Ye have built house of hewn stone - The houses of Israel were, perhaps most commonly, built of brick dried in the sun only. As least, houses built of hewn stone, like most of our's, are proverbially contrasted with them, as the more solid with the more ordinary building. "The white bricks are fallen down, and we will build with hewn, stones" Isaiah 9:10. And Ezekiel is bidden to dig through the wall of his house Ezekiel 12:5, Ezekiel 12:7. Houses of stone there were, as appears from the directions as to the unhealthy accretions, called the leprosy of the house Leviticus 14:34-48. It may be, however, that their houses of "hewn stone," had a smoothed surface, like our "ashlar." Anyhow, the sin of luxury is not simply measured by the things themselves, but by their relation to ourselves and our condition also; and wrong is not estimated by the extent of the gain and loss of the two parties only, but by the injury inflicted.

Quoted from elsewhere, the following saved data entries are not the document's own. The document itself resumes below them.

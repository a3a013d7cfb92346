use super::{DispatchError, KeySink};
use crate::input::{InputEvent, KeyToken, Translator};

/// Outcome of dispatching a batch of events.
#[derive(Debug, Default)]
pub struct DispatchSummary {
    pub sent: usize,
    /// Events that translate to no key, such as unmapped key codes.
    pub ignored: usize,
    pub failures: Vec<(InputEvent, DispatchError)>,
}

impl DispatchSummary {
    pub fn is_clean(&self) -> bool {
        self.failures.is_empty()
    }
}

/// Translates input events and hands the resulting keys to a sink.
pub struct Dispatcher<'a> {
    translator: Translator<'a>,
    sink: &'a dyn KeySink,
}

impl<'a> Dispatcher<'a> {
    pub fn new(translator: Translator<'a>, sink: &'a dyn KeySink) -> Self {
        Self { translator, sink }
    }

    /// Sends the key for one event. Returns `Ok(None)` if the event maps to
    /// no key.
    pub async fn dispatch(&self, event: InputEvent) -> Result<Option<KeyToken>, DispatchError> {
        let Some(token) = self.translator.translate(event)? else {
            log::debug!("No key for {:?}", event);
            return Ok(None);
        };
        self.sink.send_key(&token).await?;
        Ok(Some(token))
    }

    /// Dispatches events in order. A failing event is recorded and the rest
    /// are still sent.
    pub async fn dispatch_all<I>(&self, events: I) -> DispatchSummary
    where
        I: IntoIterator<Item = InputEvent>,
    {
        let mut summary = DispatchSummary::default();
        for event in events {
            match self.dispatch(event).await {
                Ok(Some(_)) => summary.sent += 1,
                Ok(None) => summary.ignored += 1,
                Err(err) => {
                    log::warn!("Failed to dispatch {:?}: {}", event, err);
                    summary.failures.push((event, err));
                }
            }
        }
        summary
    }
}
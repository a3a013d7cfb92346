//! Data types for device provisioning.

use crate::shell::ShellError;
use std::fmt;
use std::path::PathBuf;
use std::time::Duration;
use thiserror::Error;

/// One stage of a provisioning attempt.
#[derive(Debug, Clone, Copy, PartialEq, Eq)]
pub enum ProvisionStep {
    CheckRoot,
    DeployScript,
    CreateDevice,
    WaitForDevice,
    QueryContext,
    ChangeOwner,
    ChangeMode,
    GrantPolicy,
    Relabel,
    Teardown,
}

impl fmt::Display for ProvisionStep {
    fn fmt(&self, f: &mut fmt::Formatter<'_>) -> fmt::Result {
        let name = match self {
            ProvisionStep::CheckRoot => "root check",
            ProvisionStep::DeployScript => "script deployment",
            ProvisionStep::CreateDevice => "device creation",
            ProvisionStep::WaitForDevice => "waiting for device",
            ProvisionStep::QueryContext => "security context query",
            ProvisionStep::ChangeOwner => "chown",
            ProvisionStep::ChangeMode => "chmod",
            ProvisionStep::GrantPolicy => "policy grant",
            ProvisionStep::Relabel => "chcon",
            ProvisionStep::Teardown => "device teardown",
        };
        f.write_str(name)
    }
}

/// Where a provisioning attempt currently stands.
#[derive(Debug, Clone, PartialEq, Eq)]
pub enum ProvisionState {
    Unprovisioned,
    ScriptDeployed,
    DeviceCreated,
    OwnershipFixed,
    /// Terminal success: owner, mode and label are all correct.
    ContextFixed,
    /// Terminal for this attempt; a retry starts again from `Unprovisioned`.
    Failed { step: ProvisionStep, cause: String },
}

/// A provisioned character device.
#[derive(Debug, Clone, PartialEq, Eq)]
pub struct DeviceDescriptor {
    pub path: PathBuf,
    pub owner_uid: u32,
    /// Full label applied to the node, e.g. `u:object_r:device:s0:c512,c768`.
    pub selinux_context: String,
}

/// Errors that abort a provisioning attempt.
#[derive(Debug, Error)]
pub enum ProvisionError {
    #[error("root access is not available: {0}")]
    RootUnavailable(String),

    #[error("another provisioning attempt is already running")]
    InProgress,

    #[error("failed to acquire provisioning lock {}: {source}", .path.display())]
    Lock {
        path: PathBuf,
        #[source]
        source: std::io::Error,
    },

    #[error("failed to deploy {script}: {source}")]
    ScriptDeployFailed {
        script: &'static str,
        #[source]
        source: std::io::Error,
    },

    #[error("{step} failed: {stderr}")]
    ExecutionFailed { step: ProvisionStep, stderr: String },

    #[error("{step} could not run: {source}")]
    Shell {
        step: ProvisionStep,
        #[source]
        source: ShellError,
    },

    #[error("context parse failed: no security level in {output:?}")]
    ContextParseFailed { output: String },

    #[error("{} did not appear within {waited:?}", .path.display())]
    DeviceTimeout { path: PathBuf, waited: Duration },
}

impl ProvisionError {
    /// The step this error belongs to, if it came from one.
    pub fn step(&self) -> Option<ProvisionStep> {
        match self {
            ProvisionError::RootUnavailable(_) => Some(ProvisionStep::CheckRoot),
            ProvisionError::InProgress | ProvisionError::Lock { .. } => None,
            ProvisionError::ScriptDeployFailed { .. } => Some(ProvisionStep::DeployScript),
            ProvisionError::ExecutionFailed { step, .. } | ProvisionError::Shell { step, .. } => {
                Some(*step)
            }
            ProvisionError::ContextParseFailed { .. } => Some(ProvisionStep::QueryContext),
            ProvisionError::DeviceTimeout { .. } => Some(ProvisionStep::WaitForDevice),
        }
    }
}

/// Runtime options derived from configuration for provisioning.
#[derive(Debug, Clone)]
pub struct ProvisionOptions {
    /// Writable directory the scripts are deployed to.
    pub work_dir: PathBuf,
    /// Path whose security context identifies the application.
    pub context_path: PathBuf,
    /// Live policy patch command, e.g. `magiskpolicy --live`.
    pub policy_tool: String,
    /// Security domain granted access to the device.
    pub policy_domain: String,
    /// Security type of the device node.
    pub device_type: String,
    pub device_wait_timeout: Duration,
    pub device_poll_interval: Duration,
}

impl ProvisionOptions {
    /// Options with stock values rooted at `work_dir`. Intended mainly for tests.
    pub fn new(work_dir: PathBuf) -> Self {
        Self {
            context_path: work_dir.clone(),
            work_dir,
            policy_tool: "magiskpolicy --live".to_string(),
            policy_domain: "untrusted_app".to_string(),
            device_type: "device".to_string(),
            device_wait_timeout: Duration::from_secs(5),
            device_poll_interval: Duration::from_millis(200),
        }
    }
}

These men, who built houses, luxurious for them, had wrung from the poor their living, as those do, who beat down the wages of the poor. Therefore they were not to take possession of what was their own; as Ahab, who by murder possessed himself of Naboth's vineyard, forfeited his throne and his life. God, in the law, consulted for the feeling which desires to enter into the fruit of a man's toil. When they should go to war they were to proclaim, "what man" is there that hath built a new house, and hath not dedicated it? let him go and return to his house, lest he die in the battle, and another man dedicate it. And what man is he that hath planted a vineyard and hath not eaten of it? let him go. and return unto his house, lest he die in the battle and another man eat of it" Deuteronomy 20:5-6. Now God reversed all this, and withdrew the tender love, whereby He had provided it. The words, from their proverbial character, express a principle of God's judgments, that wrong dealing, whereby a man would secure himself or enlarge his inheritance, destroys both. Who poorer than our Lord, bared of all upon the Cross, of whom it had been written, "They persecuted the poor helpless man, that they might slay him who was vexed at the heart" Psalm 109:15, and of whom the Jews said, "Come let us kill Him, that the inheritance may be ours?" Matthew 21:38. They killed Him, they said, "lest the Romans take away our place and nation" John 11:48. "The vineyard was taken from them;" their "place" destroyed, their "nation" dispersed.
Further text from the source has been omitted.